[Stored dataset items]
- - - - -
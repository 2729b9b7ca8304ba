use std::collections::{BTreeMap, BTreeSet};

use palette::{Hsl, IntoColor, Srgb};
use plotters::style::RGBColor;

// ---------------------------------------------------------------------------
// Color palette generator
// ---------------------------------------------------------------------------

/// Generates `n` visually distinct colours using evenly spaced hues.
pub fn generate_palette(n: usize) -> Vec<RGBColor> {
    if n == 0 {
        return Vec::new();
    }
    (0..n)
        .map(|i| {
            let hue = (i as f32 / n as f32) * 360.0;
            let hsl = Hsl::new(hue, 0.55, 0.65);
            let rgb: Srgb = hsl.into_color();
            RGBColor(
                (rgb.red * 255.0) as u8,
                (rgb.green * 255.0) as u8,
                (rgb.blue * 255.0) as u8,
            )
        })
        .collect()
}

// ---------------------------------------------------------------------------
// Color mapping: calendar year → box colour
// ---------------------------------------------------------------------------

/// Maps each calendar year of a series to a distinct fill colour.
#[derive(Debug, Clone)]
pub struct YearColors {
    mapping: BTreeMap<i32, RGBColor>,
    default_color: RGBColor,
}

impl YearColors {
    pub fn new(years: &BTreeSet<i32>) -> Self {
        let mapping = years
            .iter()
            .copied()
            .zip(generate_palette(years.len()))
            .collect();
        YearColors {
            mapping,
            default_color: RGBColor(160, 160, 160),
        }
    }

    /// Look up the colour for a year.
    pub fn color_for(&self, year: i32) -> RGBColor {
        self.mapping
            .get(&year)
            .copied()
            .unwrap_or(self.default_color)
    }
}

#[cfg(test)]
mod tests {
    use super::*;

    #[test]
    fn test_palette_is_distinct() {
        let colors = generate_palette(6);
        assert_eq!(colors.len(), 6);
        let unique: BTreeSet<(u8, u8, u8)> = colors.iter().map(|c| (c.0, c.1, c.2)).collect();
        assert_eq!(unique.len(), 6);
        assert!(generate_palette(0).is_empty());
    }

    #[test]
    fn test_unknown_year_uses_default() {
        let years: BTreeSet<i32> = [2019, 2020].into_iter().collect();
        let colors = YearColors::new(&years);
        let c = colors.color_for(1999);
        assert_eq!((c.0, c.1, c.2), (160, 160, 160));
        assert_ne!(
            (colors.color_for(2019).0, colors.color_for(2019).1, colors.color_for(2019).2),
            (colors.color_for(2020).0, colors.color_for(2020).1, colors.color_for(2020).2)
        );
    }
}
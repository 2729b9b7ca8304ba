use std::collections::BTreeMap;
use std::path::Path;

use anyhow::{Context, Result};
use eframe::egui;

use sst_trends::config::PipelineConfig;
use sst_trends::pipeline::{self, Analysis};
use sst_trends::plot::{Figure, FigureKind};

// ---------------------------------------------------------------------------
// Application state
// ---------------------------------------------------------------------------

/// The full viewer state, independent of rendering.
pub struct AppState {
    /// Settings used for the current run and any re-run from "Open…".
    pub config: PipelineConfig,

    /// Result of the last successful run.
    pub analysis: Option<Analysis>,

    /// Rendered figures of `analysis`.
    pub figures: Vec<Figure>,

    /// Figure shown in the central panel.
    pub selected: FigureKind,

    /// GPU textures, uploaded on first display.
    textures: BTreeMap<FigureKind, egui::TextureHandle>,

    /// Status / error message shown in the UI.
    pub status_message: Option<String>,
}

impl AppState {
    pub fn new(config: PipelineConfig) -> Self {
        Self {
            config,
            analysis: None,
            figures: Vec::new(),
            selected: FigureKind::Scatter,
            textures: BTreeMap::new(),
            status_message: None,
        }
    }

    /// Ingest a finished run and drop textures of the previous one.
    pub fn set_analysis(&mut self, analysis: Analysis, figures: Vec<Figure>) {
        self.analysis = Some(analysis);
        self.figures = figures;
        self.textures.clear();
        self.status_message = None;
    }

    /// Re-run the whole pipeline on another input file.
    pub fn load_input(&mut self, path: &Path) -> Result<()> {
        let mut config = self.config.clone();
        config.input = path.to_path_buf();

        let analysis = pipeline::analyze(&config)
            .with_context(|| format!("analysing {}", path.display()))?;
        let figures = pipeline::render_figures(&analysis, &config).context("rendering figures")?;

        self.config = config;
        self.set_analysis(analysis, figures);
        Ok(())
    }

    /// Write all figures as PNG into `dir`.
    pub fn save_figures(&self, dir: &Path) -> Result<usize> {
        let paths = sst_trends::plot::save_all(&self.figures, dir)
            .with_context(|| format!("saving figures to {}", dir.display()))?;
        Ok(paths.len())
    }

    pub fn figure(&self, kind: FigureKind) -> Option<&Figure> {
        self.figures.iter().find(|f| f.kind == kind)
    }

    /// Texture for a figure, uploading it on first use.
    pub fn texture(&mut self, ctx: &egui::Context, kind: FigureKind) -> Option<egui::TextureHandle> {
        if let Some(handle) = self.textures.get(&kind) {
            return Some(handle.clone());
        }
        let figure = self.figure(kind)?;
        let image = egui::ColorImage::from_rgb(
            [figure.width as usize, figure.height as usize],
            &figure.pixels,
        );
        let handle = ctx.load_texture(figure.kind.file_name(), image, egui::TextureOptions::LINEAR);
        self.textures.insert(kind, handle.clone());
        Some(handle)
    }
}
- - - - -
§ **INSTRUCTIONS FOR THE TASK**
In the records above, find each line that mentions the string "shown", then copy it.

§ **FINISHED EXERCISE**
    /// Figure shown in the central panel.
    /// Status / error message shown in the UI.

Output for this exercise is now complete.